What I determined from this realization was that I had to refocus my goal. I had to look at myself through new eyes. I was already everything I was going to be. I wasn’t erasing and rebuilding. I was upgrading, refining and enhancing what was already an amazing being.
I stopped looking at myself as rubble that had to be reconstructed. I felt better seeing myself as someone with a strong foundation.
Perhaps, I was addicted to self-improvement.
Self-improvement is a never-ending project. You never really know where the end could be and you can always find something else that needs to be changed. At some point, you have to decide to be okay with who you are.
Addiction to self-improvement can become a welcome distraction. It’s a great excuse not to try something until you feel that you are at the “right level.”
Before I started writing regularly, I would scrutinize my writing until I had rewritten the whole thing so many times it didn’t even sound like my original piece. I could critique my grammar for days. I could revise and revise myself into paralysis and talk myself out of ever showing anyone my work.
I had to stop myself and then use courage to send out my work for judgment.

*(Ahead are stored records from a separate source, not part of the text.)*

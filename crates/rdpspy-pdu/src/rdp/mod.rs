//! RDP connection-sequence and slow-path PDUs.

pub mod client_info;
pub mod headers;

pub use self::client_info::{ClientInfo, ClientInfoFlags, CompressionType, Credentials};
pub use self::headers::{
    BasicSecurityHeader, BasicSecurityHeaderFlags, ShareControlHeader, ShareControlPduType, BASIC_SECURITY_HEADER_SIZE,
};

use crate::cursor::{ReadCursor, WriteCursor};
use crate::{PduDecode, PduEncode, PduResult};

/// TS_SECURITY_PACKET, the client random encrypted with the server public
/// key, behind a length prefix that counts the 8 zero padding bytes of
/// MS-RDPBCGR 5.3.4.2 (already part of the blob here).
#[derive(Debug, Clone, PartialEq, Eq)]
pub struct SecurityExchangePdu {
    pub encrypted_client_random: Vec<u8>,
}

impl SecurityExchangePdu {
    const NAME: &'static str = "SecurityExchangePdu";

    const FIXED_PART_SIZE: usize = 4 /* length */;
}

impl PduEncode for SecurityExchangePdu {
    fn encode(&self, dst: &mut WriteCursor<'_>) -> PduResult<()> {
        ensure_size!(in: dst, size: self.size());

        dst.write_u32(cast_length!("length", self.encrypted_client_random.len())?);
        dst.write_slice(&self.encrypted_client_random);

        Ok(())
    }

    fn name(&self) -> &'static str {
        Self::NAME
    }

    fn size(&self) -> usize {
        Self::FIXED_PART_SIZE + self.encrypted_client_random.len()
    }
}

impl<'de> PduDecode<'de> for SecurityExchangePdu {
    fn decode(src: &mut ReadCursor<'de>) -> PduResult<Self> {
        ensure_fixed_part_size!(in: src);

        let length: usize = cast_length!("length", src.read_u32())?;

        Ok(Self {
            encrypted_client_random: src.try_read_slice(Self::NAME, length)?.to_vec(),
        })
    }
}
//! This crate implements RDP clipboard channel PDU encode/decode logic as
//! defined in [MS-RDPECLIP]: Remote Desktop Protocol: Clipboard Virtual
//! Channel Extension.

pub mod pdu;

pub use pdu::*;
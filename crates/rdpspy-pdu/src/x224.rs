//! Binding of PDUs to X.224 TPDUs.
//!
//! The TPKT framing lives one layer below and is handled there; everything
//! in this module encodes or decodes a TPDU header plus its body.

use crate::cursor::{ReadCursor, WriteCursor};
use crate::tpdu::{TpduCode, TpduHeader};
use crate::{PduDecode, PduEncode, PduResult};

/// A PDU carried in an X.224 TPDU.
///
/// Implementors describe their TPDU code and body; the blanket
/// [`PduEncode`]/[`PduDecode`] impls below take care of the header.
pub trait X224Pdu: Sized {
    const X224_NAME: &'static str;

    const TPDU_CODE: TpduCode;

    fn x224_body_encode(&self, dst: &mut WriteCursor<'_>) -> PduResult<()>;

    fn x224_body_decode(src: &mut ReadCursor<'_>, tpdu: &TpduHeader) -> PduResult<Self>;

    /// Bytes this PDU contributes to the TPDU header's variable part.
    fn tpdu_header_variable_part_size(&self) -> usize;

    /// Bytes this PDU contributes after the TPDU header.
    fn tpdu_user_data_size(&self) -> usize;
}

impl<T> PduEncode for T
where
    T: X224Pdu,
{
    fn encode(&self, dst: &mut WriteCursor<'_>) -> PduResult<()> {
        ensure_size!(ctx: T::X224_NAME, in: dst, size: self.size());

        let header_len = T::TPDU_CODE.header_fixed_part_size() + self.tpdu_header_variable_part_size();
        let header = TpduHeader {
            li: cast_length!(T::X224_NAME, "li", header_len - 1)?,
            code: T::TPDU_CODE,
        };

        header.write(dst)?;
        self.x224_body_encode(dst)
    }

    fn name(&self) -> &'static str {
        T::X224_NAME
    }

    fn size(&self) -> usize {
        T::TPDU_CODE.header_fixed_part_size() + self.tpdu_header_variable_part_size() + self.tpdu_user_data_size()
    }
}

impl<'de, T> PduDecode<'de> for T
where
    T: X224Pdu,
{
    fn decode(src: &mut ReadCursor<'de>) -> PduResult<Self> {
        let tpdu = TpduHeader::read(src)?;
        tpdu.code.check_expected(T::TPDU_CODE)?;

        T::x224_body_decode(src, &tpdu)
    }
}

/// User data carried by an X.224 Data TPDU, forwarded verbatim.
#[derive(Debug, Clone, PartialEq, Eq)]
pub struct X224Data {
    pub data: Vec<u8>,
}

impl X224Pdu for X224Data {
    const X224_NAME: &'static str = "X.224 Data";

    const TPDU_CODE: TpduCode = TpduCode::DATA;

    fn x224_body_encode(&self, dst: &mut WriteCursor<'_>) -> PduResult<()> {
        ensure_size!(ctx: Self::X224_NAME, in: dst, size: self.data.len());
        dst.write_slice(&self.data);

        Ok(())
    }

    fn x224_body_decode(src: &mut ReadCursor<'_>, tpdu: &TpduHeader) -> PduResult<Self> {
        // A data TPDU has no defined variable part; tolerate and skip one.
        src.try_read_slice(Self::X224_NAME, tpdu.variable_part_size())?;

        Ok(Self {
            data: src.read_remaining().to_vec(),
        })
    }

    fn tpdu_header_variable_part_size(&self) -> usize {
        0
    }

    fn tpdu_user_data_size(&self) -> usize {
        self.data.len()
    }
}

#[cfg(test)]
mod tests {
    use super::*;
    use crate::{decode, encode_vec};

    #[test]
    fn data_tpdu_round_trips() {
        let pdu = X224Data {
            data: vec![0x68, 0x65, 0x6c, 0x6c, 0x6f],
        };

        let encoded = encode_vec(&pdu).unwrap();
        assert_eq!(&encoded[..3], [0x02, 0xF0, 0x80]);

        let decoded: X224Data = decode(&encoded).unwrap();
        assert_eq!(decoded, pdu);
    }
}
use core::fmt;

use bitflags::bitflags;
use num_derive::{FromPrimitive, ToPrimitive};
use num_traits::{FromPrimitive as _, ToPrimitive as _};

use crate::cursor::{ReadCursor, WriteCursor};
use crate::utils::{self, CharacterSet};
use crate::{PduDecode, PduEncode, PduResult};

/// compressionType lives in bits 9..13 of the flags dword.
const COMPRESSION_BITS: u32 = 0x0000_1E00;
const COMPRESSION_SHIFT: u32 = 9;

/// [2.2.1.11.1.1] Info Packet (TS_INFO_PACKET)
///
/// The extended info block (client address, directory, timezone, …) is kept
/// as raw bytes: the proxy only rewrites credentials and flags, everything
/// after the work dir is forwarded verbatim.
///
/// [2.2.1.11.1.1]: https://learn.microsoft.com/en-us/openspecs/windows_protocols/ms-rdpbcgr/732394f5-e2b5-4ac5-8a0a-35345386b0d1
#[derive(Debug, Clone, PartialEq, Eq)]
pub struct ClientInfo {
    pub credentials: Credentials,
    pub code_page: u32,
    pub flags: ClientInfoFlags,
    pub compression_type: CompressionType,
    pub alternate_shell: String,
    pub work_dir: String,
    pub extra_info: Vec<u8>,
}

impl ClientInfo {
    const NAME: &'static str = "ClientInfo";

    const FIXED_PART_SIZE: usize = 4 /* codePage */ + 4 /* flags */ + 2 * 5 /* cbDomain..cbWorkingDir */;

    fn character_set(&self) -> CharacterSet {
        if self.flags.contains(ClientInfoFlags::UNICODE) {
            CharacterSet::Unicode
        } else {
            CharacterSet::Ansi
        }
    }

    /// The five variable strings in wire order.
    fn strings(&self) -> [&str; 5] {
        [
            self.credentials.domain.as_deref().unwrap_or(""),
            &self.credentials.username,
            &self.credentials.password,
            &self.alternate_shell,
            &self.work_dir,
        ]
    }
}

impl PduEncode for ClientInfo {
    fn encode(&self, dst: &mut WriteCursor<'_>) -> PduResult<()> {
        ensure_size!(in: dst, size: self.size());

        let charset = self.character_set();

        dst.write_u32(self.code_page);
        dst.write_u32(self.flags.bits() | self.compression_type.to_u32().unwrap() << COMPRESSION_SHIFT);

        // Five length prefixes (terminators excluded), then the strings.
        for value in self.strings() {
            dst.write_u16(utils::encoded_str_len(value, charset));
        }
        for value in self.strings() {
            utils::write_string_with_null_terminator(dst, value, charset)?;
        }

        dst.write_slice(&self.extra_info);

        Ok(())
    }

    fn name(&self) -> &'static str {
        Self::NAME
    }

    fn size(&self) -> usize {
        let charset = self.character_set();

        let strings: usize = self
            .strings()
            .into_iter()
            .map(|value| usize::from(utils::encoded_str_len(value, charset)) + charset.unit_size())
            .sum();

        Self::FIXED_PART_SIZE + strings + self.extra_info.len()
    }
}

impl<'de> PduDecode<'de> for ClientInfo {
    fn decode(src: &mut ReadCursor<'de>) -> PduResult<Self> {
        ensure_fixed_part_size!(in: src);

        let code_page = src.read_u32();
        let packed_flags = src.read_u32();

        let flags = ClientInfoFlags::from_bits(packed_flags & !COMPRESSION_BITS)
            .ok_or_else(|| invalid_message_err!("flags", "unknown info flag"))?;
        let compression_type = CompressionType::from_u32((packed_flags & COMPRESSION_BITS) >> COMPRESSION_SHIFT)
            .ok_or_else(|| invalid_message_err!("flags", "unknown compression type"))?;

        let charset = if flags.contains(ClientInfoFlags::UNICODE) {
            CharacterSet::Unicode
        } else {
            CharacterSet::Ansi
        };

        // cbDomain .. cbWorkingDir, terminators excluded.
        let mut sizes = [0usize; 5];
        for size in &mut sizes {
            *size = usize::from(src.read_u16());
        }

        let [domain_len, username_len, password_len, shell_len, work_dir_len] = sizes;

        let domain = utils::read_sized_string(src, domain_len, charset)?;
        let credentials = Credentials {
            username: utils::read_sized_string(src, username_len, charset)?,
            password: utils::read_sized_string(src, password_len, charset)?,
            domain: (!domain.is_empty()).then_some(domain),
        };

        Ok(Self {
            credentials,
            code_page,
            flags,
            compression_type,
            alternate_shell: utils::read_sized_string(src, shell_len, charset)?,
            work_dir: utils::read_sized_string(src, work_dir_len, charset)?,
            extra_info: src.read_remaining().to_vec(),
        })
    }
}

#[derive(Clone, PartialEq, Eq)]
pub struct Credentials {
    pub username: String,
    pub password: String,
    pub domain: Option<String>,
}

impl fmt::Debug for Credentials {
    fn fmt(&self, f: &mut fmt::Formatter<'_>) -> fmt::Result {
        // NOTE: do not show secret (user password)
        f.debug_struct("Credentials")
            .field("username", &self.username)
            .field("domain", &self.domain)
            .finish_non_exhaustive()
    }
}

#[repr(u32)]
#[derive(Debug, Copy, Clone, PartialEq, Eq, FromPrimitive, ToPrimitive)]
pub enum CompressionType {
    K8 = 0,
    K64 = 1,
    Rdp6 = 2,
    Rdp61 = 3,
}

bitflags! {
    /// INFO_* flags of the Info Packet.
    #[derive(Debug, Clone, Copy, PartialEq, Eq, PartialOrd, Ord, Hash)]
    pub struct ClientInfoFlags: u32 {
        const MOUSE = 0x0000_0001;
        const DISABLE_CTRL_ALT_DEL = 0x0000_0002;
        const AUTOLOGON = 0x0000_0008;
        const UNICODE = 0x0000_0010;
        const MAXIMIZE_SHELL = 0x0000_0020;
        const LOGON_NOTIFY = 0x0000_0040;
        const COMPRESSION = 0x0000_0080;
        const ENABLE_WINDOWS_KEY = 0x0000_0100;
        const REMOTE_CONSOLE_AUDIO = 0x0000_2000;
        const FORCE_ENCRYPTED_CS_PDU = 0x0000_4000;
        const RAIL = 0x0000_8000;
        const LOGON_ERRORS = 0x0001_0000;
        const MOUSE_HAS_WHEEL = 0x0002_0000;
        const PASSWORD_IS_SC_PIN = 0x0004_0000;
        const NO_AUDIO_PLAYBACK = 0x0008_0000;
        const USING_SAVED_CREDS = 0x0010_0000;
        const AUDIO_CAPTURE = 0x0020_0000;
        const VIDEO_DISABLE = 0x0040_0000;
        const RESERVED1 = 0x0080_0000;
        const RESERVED2 = 0x0100_0000;
        const HIDEF_RAIL_SUPPORTED = 0x0200_0000;
    }
}

#[cfg(test)]
mod tests {
    use super::*;
    use crate::{decode, encode_vec};

    fn sample_info() -> ClientInfo {
        ClientInfo {
            credentials: Credentials {
                username: "jsmith".to_owned(),
                password: "hunter2".to_owned(),
                domain: Some("CONTOSO".to_owned()),
            },
            code_page: 0,
            flags: ClientInfoFlags::MOUSE | ClientInfoFlags::UNICODE | ClientInfoFlags::COMPRESSION,
            compression_type: CompressionType::K64,
            alternate_shell: String::new(),
            work_dir: String::new(),
            extra_info: vec![0x02, 0x00, 0x1C, 0x00],
        }
    }

    #[test]
    fn client_info_round_trips() {
        let info = sample_info();

        let encoded = encode_vec(&info).unwrap();
        assert_eq!(encoded.len(), info.size());

        let decoded: ClientInfo = decode(&encoded).unwrap();
        assert_eq!(decoded, info);
    }

    #[test]
    fn compression_type_lives_in_the_flags_field() {
        let info = sample_info();

        let encoded = encode_vec(&info).unwrap();
        let flags = u32::from_le_bytes(encoded[4..8].try_into().unwrap());

        assert_eq!((flags & COMPRESSION_BITS) >> COMPRESSION_SHIFT, 1);
        assert!(flags & ClientInfoFlags::COMPRESSION.bits() != 0);
    }

    #[test]
    fn rewritten_credentials_round_trip() {
        let mut info = sample_info();
        info.credentials.username = "administrator".to_owned();
        info.credentials.password = "replaced".to_owned();
        info.flags |= ClientInfoFlags::AUTOLOGON;
        info.flags -= ClientInfoFlags::COMPRESSION;
        info.compression_type = CompressionType::K8;

        let encoded = encode_vec(&info).unwrap();
        let decoded: ClientInfo = decode(&encoded).unwrap();

        assert_eq!(decoded.credentials.username, "administrator");
        assert_eq!(decoded.credentials.password, "replaced");
        assert!(decoded.flags.contains(ClientInfoFlags::AUTOLOGON));
        assert!(!decoded.flags.contains(ClientInfoFlags::COMPRESSION));
        assert_eq!(decoded.extra_info, info.extra_info);
    }
}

This same type of procrastination can lead to using anything to prevent you from moving forward in your life. You may tell yourself you don’t have enough money. You will do it when you lose enough weight. You will do it when you have enough time. You will do it when you have an empty house.
Whatever the marker you place on it, it’s some distant date in the future when you magically achieve what you are striving for.
This could be called, “Destination Addiction”. It’s where we think your happiness lies in the finally reaching the destination instead of in the journey itself.
There are no guarantees of reaching that destination. How many people don’t wake up for their plans the following day? The reality is you are enough to do the things you want to do right now. You just have to make the decision.
It doesn’t mean that you can’t still plan for the future or continue to improve your situation. It means that you allow yourself to be happy now. And, when you finally reach your destination, it will be one more thing to be proud of.